AI-Powered Toolkit for Automated Swallowing Kinematics Analysis in X-Ray Videofluoroscopy

Dysphagia or swallowing dysfunction is any impairment in the swallowing function that may cause difficulty or discomfort in initiating or transferring the bolus from the oral cavity into the stomach. Dysphagia can cause the bolus to reroute into the airway, known as aspiration, which can lead to more adverse outcomes such as pneumonia or even death. Videofluoroscopic swallowing study (VFSS) is the gold standard procedure for dysphagia diagnosis. In VFSS, trained clinicians calculate swallowing kinematics and inspect pathophysiological processes in a frame-by-frame manner. Though effective, VFSS evaluation is time-consuming, prone to subjectivity in judgment, and human error. In this study, we present a cascaded pipeline that employs various deep learning algorithms to automate VFSS analysis to identify swallowing abnormalities.
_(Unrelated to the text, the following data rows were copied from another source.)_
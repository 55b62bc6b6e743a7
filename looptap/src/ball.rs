use {
    crate::{
        frame::GameFrame,
        region::{find_color_bounds, Growth},
        types::{Pixel, Rect, Size},
    },
    std::cmp::max,
};

/// How a ball was found.
#[derive(Debug, Clone, Copy, PartialEq, Eq)]
pub enum Via {
    /// Re-acquired from an edge midpoint of the previous ball box.
    Followed,
    /// Found by scanning the search zone.
    Scanned,
}

#[derive(Debug, Clone, Copy, PartialEq, Eq)]
pub struct Sighting {
    pub rect: Rect,
    pub via: Via,
}

/// Tells the round game token apart from other blobs of the same color.
#[derive(Debug, Clone, Copy)]
pub struct BallDetector {
    pub color: Pixel,
    pub min_size: i32,
    pub bounds: Size,
}

impl BallDetector {
    pub fn new(color: Pixel, min_size: i32, bounds: Size) -> Self {
        Self {
            color,
            min_size,
            bounds,
        }
    }

    fn is_ball<F: GameFrame + ?Sized>(&self, frame: &F, x: i32, y: i32) -> bool {
        frame.pixel(x, y) == self.color
    }

    /// Grows the region around `(x, y)` and accepts it if it looks like a
    /// disc inscribed in its bounding square: corners are not ball-colored,
    /// edge midpoints one pixel inside are.
    pub fn check<F: GameFrame + ?Sized>(&self, frame: &F, x: i32, y: i32) -> Option<Rect> {
        if !self.is_ball(frame, x, y) {
            return None;
        }

        let Growth::Grown(ball) =
            find_color_bounds(frame, Rect::from_point(x, y), self.color, self.bounds)
        else {
            return None;
        };

        let width = ball.width();
        let height = ball.height();
        if width <= self.min_size || height <= self.min_size || width != height {
            return None;
        }

        let (left, top, right, bottom) = (ball.x0, ball.y0, ball.x1 - 1, ball.y1 - 1);
        let corners_clear = !self.is_ball(frame, left, top)
            && !self.is_ball(frame, right, top)
            && !self.is_ball(frame, left, bottom)
            && !self.is_ball(frame, right, bottom);
        let edges_filled = self.is_ball(frame, ball.center_x(), top + 1)
            && self.is_ball(frame, ball.center_x(), bottom - 1)
            && self.is_ball(frame, left + 1, ball.center_y())
            && self.is_ball(frame, right - 1, ball.center_y());

        (corners_clear && edges_filled).then_some(ball)
    }

    /// Looks for the ball near `last` first, then anywhere in `zone`.
    pub fn locate<F: GameFrame + ?Sized>(
        &self,
        frame: &F,
        last: Rect,
        zone: Rect,
    ) -> Option<Sighting> {
        let probes = [
            (last.center_x(), last.y0),
            (last.x0, last.center_y()),
            (last.center_x(), last.y1 - 1),
            (last.x1 - 1, last.center_y()),
        ];
        if let Some(rect) = probes.iter().find_map(|&(x, y)| self.check(frame, x, y)) {
            return Some(Sighting {
                rect,
                via: Via::Followed,
            });
        }

        let step_x = max(1, last.width() / 2) as usize;
        let step_y = max(1, last.height() / 2) as usize;
        for y in (zone.y0..zone.y1).step_by(step_y) {
            for x in (zone.x0..zone.x1).step_by(step_x) {
                if last.contains(x, y) {
                    continue;
                }
                if let Some(rect) = self.check(frame, x, y) {
                    return Some(Sighting {
                        rect,
                        via: Via::Scanned,
                    });
                }
            }
        }
        None
    }
}

/// True when none of the four edge midpoints of the probe box (the ball box
/// grown by `margin` pixels) shows the field color.
pub fn is_ball_surrounded<F: GameFrame + ?Sized>(
    frame: &F,
    ball: Rect,
    field_color: Pixel,
    margin: u32,
    bounds: Size,
) -> bool {
    let probe = ball.expanded(margin, bounds);
    let probes = [
        (probe.center_x(), probe.y0),
        (probe.center_x(), probe.y1 - 1),
        (probe.x0, probe.center_y()),
        (probe.x1 - 1, probe.center_y()),
    ];
    probes
        .iter()
        .all(|&(x, y)| frame.pixel(x, y) != field_color)
}

#[cfg(test)]
mod tests {
    use {
        super::*,
        crate::{
            config::{BALL_COLOR, FIELD_COLOR},
            raster::ImageFrame,
            test_util::{canvas, fill, stamp, DIAMOND_5, DISC_7},
        },
    };

    fn detector(frame: &ImageFrame) -> BallDetector {
        BallDetector::new(BALL_COLOR, 4, frame.size())
    }

    fn frame_with(pattern: &[&str], x: i32, y: i32) -> ImageFrame {
        let mut image = canvas(64, 48, FIELD_COLOR);
        stamp(&mut image, x, y, pattern, BALL_COLOR);
        ImageFrame::from_images(vec![image]).unwrap()
    }

    #[test]
    fn diamond_is_accepted() {
        let frame = frame_with(&DIAMOND_5, 20, 10);
        assert_eq!(
            detector(&frame).check(&frame, 22, 12),
            Some(Rect::new(20, 10, 25, 15))
        );
    }

    #[test]
    fn disc_is_accepted_from_any_pixel() {
        let frame = frame_with(&DISC_7, 30, 30);
        let detector = detector(&frame);
        for (x, y) in [(33, 33), (32, 30), (30, 34), (36, 32), (34, 36)] {
            assert_eq!(
                detector.check(&frame, x, y),
                Some(Rect::new(30, 30, 37, 37)),
                "seed ({x}, {y})"
            );
        }
    }

    #[test]
    fn solid_square_is_rejected() {
        let mut image = canvas(64, 48, FIELD_COLOR);
        fill(&mut image, Rect::new(10, 10, 15, 15), BALL_COLOR);
        let frame = ImageFrame::from_images(vec![image]).unwrap();
        assert_eq!(detector(&frame).check(&frame, 12, 12), None);
    }

    #[test]
    fn solid_square_of_disc_size_is_rejected() {
        let mut image = canvas(64, 48, FIELD_COLOR);
        fill(&mut image, Rect::new(20, 20, 27, 27), BALL_COLOR);
        let frame = ImageFrame::from_images(vec![image]).unwrap();
        assert_eq!(detector(&frame).check(&frame, 23, 23), None);
        assert_eq!(detector(&frame).check(&frame, 20, 20), None);
    }

    #[test]
    fn small_blob_is_rejected() {
        let frame = frame_with(&[".X.", "XXX", ".X."], 10, 10);
        assert_eq!(detector(&frame).check(&frame, 11, 11), None);
    }

    #[test]
    fn non_square_is_rejected() {
        let frame = frame_with(&["..XXX..", ".XXXXX.", "XXXXXXX", ".XXXXX.", "..XXX.."], 5, 5);
        assert_eq!(detector(&frame).check(&frame, 8, 7), None);
    }

    #[test]
    fn wrong_seed_color_is_rejected() {
        let frame = frame_with(&DISC_7, 30, 30);
        assert_eq!(detector(&frame).check(&frame, 5, 5), None);
    }

    #[test]
    fn locate_follows_small_motion() {
        let frame = frame_with(&DISC_7, 32, 31);
        let last = Rect::new(30, 30, 37, 37);
        let sighting = detector(&frame).locate(&frame, last, Rect::new(0, 0, 64, 48));
        assert_eq!(
            sighting,
            Some(Sighting {
                rect: Rect::new(32, 31, 39, 38),
                via: Via::Followed,
            })
        );
    }

    #[test]
    fn locate_scans_zone() {
        let frame = frame_with(&DISC_7, 50, 5);
        let last = Rect::new(10, 30, 17, 37);
        let detector = detector(&frame);

        let sighting = detector.locate(&frame, last, Rect::new(0, 0, 64, 48));
        assert_eq!(
            sighting,
            Some(Sighting {
                rect: Rect::new(50, 5, 57, 12),
                via: Via::Scanned,
            })
        );

        assert_eq!(detector.locate(&frame, last, Rect::new(0, 20, 64, 48)), None);
    }

    #[test]
    fn locate_without_history_scans_every_pixel() {
        let frame = frame_with(&DIAMOND_5, 41, 17);
        let sighting = detector(&frame).locate(&frame, Rect::default(), Rect::new(0, 0, 64, 48));
        assert_eq!(sighting.map(|s| s.rect), Some(Rect::new(41, 17, 46, 22)));
    }

    #[test]
    fn surroundedness() {
        const DARK: Pixel = Pixel::from_rgb(90, 90, 90);
        let ball = Rect::new(30, 20, 37, 27);

        let frame = frame_with(&DISC_7, 30, 20);
        assert!(!is_ball_surrounded(&frame, ball, FIELD_COLOR, 3, frame.size()));

        let mut image = canvas(64, 48, FIELD_COLOR);
        fill(&mut image, Rect::new(20, 10, 47, 37), DARK);
        stamp(&mut image, 30, 20, &DISC_7, BALL_COLOR);
        let frame = ImageFrame::from_images(vec![image]).unwrap();
        assert!(is_ball_surrounded(&frame, ball, FIELD_COLOR, 3, frame.size()));

        // Field still visible to the right of the probe box.
        let mut image = canvas(64, 48, FIELD_COLOR);
        fill(&mut image, Rect::new(20, 10, 39, 37), DARK);
        stamp(&mut image, 30, 20, &DISC_7, BALL_COLOR);
        let frame = ImageFrame::from_images(vec![image]).unwrap();
        assert!(!is_ball_surrounded(&frame, ball, FIELD_COLOR, 3, frame.size()));
    }
}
The pipeline initially segments the VFSS video into static and dynamic frames which include all the relevant features of swallowing for the subsequent VFSS analysis tasks. These tasks include pharyngeal swallow segmentation, hyoid bone tracking, bolus segmentation, and aspiration detection. The pipeline starts with a shallow neural network (NN) that differentiates between static and dynamic VFSS frames with a 98% accuracy using spatio-temporal features from TV-L1 optical flow. Then, a Single Shot Multi-box Detector (SSD) model localizes the hyoid bone body with a mean average precision (mAP) of 40% at an intersection over union (IOU) of 0.5 in a fast and beyond average performance even when the hyoid bone is occluded by the mandible. So far, the developed automated pipeline has shown comparable performance to the manual analysis performed by trained clinicians.